Witajcie! Dawno nie było takiego typu postów. Jak wiecie, uwielbiam robić posty wraz z innymi blogerami, jest przy tym fajna zabawa. Oto zestawienie 5 bohaterów według 4 blogerów i mnie. Lubicie któregoś z nim? A kto jest waszym ulubionym męskim bohaterem?
By.bookaholic
Kasjan – Książęcy generał, jeden z najpotężniejszych Ilyrów a do tego nieziemsko przystojny. Bohater serii “Dwór cierni i róż”.

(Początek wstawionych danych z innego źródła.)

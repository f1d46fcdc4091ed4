//! Read-only handlers for the `/templates` catalog.

use axum::extract::{Path, State};
use axum::Json;
use carousel_core::types::DbId;
use carousel_db::models::template::Template;
use carousel_db::repositories::TemplateRepo;

use crate::error::{AppError, AppResult};
use crate::middleware::auth::AuthUser;
use crate::state::AppState;

/// GET /api/v1/templates
pub async fn list(State(state): State<AppState>, _auth: AuthUser) -> AppResult<Json<Vec<Template>>> {
    Ok(Json(TemplateRepo::list(&state.pool).await?))
}

/// GET /api/v1/templates/{id}
pub async fn get_by_id(
    State(state): State<AppState>,
    _auth: AuthUser,
    Path(id): Path<DbId>,
) -> AppResult<Json<Template>> {
    let template = TemplateRepo::find_by_id(&state.pool, id)
        .await?
        .ok_or(AppError::not_found("Template", id))?;
    Ok(Json(template))
}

Kasjan stał się dla bardzo ważną postacią odkąd tylko pojawił się w drugiej części dworów ”Dwór mgieł i furii”.Jako bohater Kasjan zaimponował mi pod wieloma względami. Jego otwartość, pomoc, oddanie i bezwarunkowa przyjaźń nie ma sobie równych.
Dla przyjaciół, którzy stali się dla niego rodziną oddałby swoje życie. Po przeczytaniu dworów normalnie nie da się nie zakochać w Kasjanie, same jego poczucie humoru przyciąga czytelnika. W książce nie ma go ani za dużo ani za mało. Cieszyłam się z każdej przeczytanej linijki o nim, wylałam mnóstwo łez za jego sprawą,
ale to jeszcze bardziej umocniło mnie w przekonaniu, że jest on moją ulubioną męską postacią występującą w książkach.
Przez wszystko co się wydarzyło w ostatniej części , przed rzecz jakie dokonał, gdy pomagał innym psychicznie i fizycznie pokochałam go jeszcze bardziej dlatego nie zastanawiałam się dwa razy, gdy zaproponowano mi napisanie o moim ulubionym bohaterze. To właśnie imię Kasjana przeszło mi od razu na myśl. Po przeczytaniu tysięcy książek, dalej będę uważać skrzydlatego generała za godnego tego mienia, ponieważ takich ludzi jak on chciałbym spotykać w swoim życiu. To właśnie takimi ludźmi chciałbym się otaczać i również dlatego, że taki człowiek/wymyślona postać jak
Kasjan potrafi wnieść swoją obecnością promyk światło tam gdzie już od dawna panuje mrok.
“- Kasjan to straszna papla.
- Troszczy się o ciebie. O was wszystkich. Jesteście jego jedyną rodziną.”
- Dwór mgieł i furii
Mieszkająca między literami
Gdy dostaję pytanie o najlepszego męskiego bohatera książkowego, zaczynam myśleć bardzo intensywnie. Mam bowiem tak, że w książkach zdecydowanie częściej podobają mi się męskie postacie niż damskie i teraz ciężko wybrać jednego z nich wszystkich.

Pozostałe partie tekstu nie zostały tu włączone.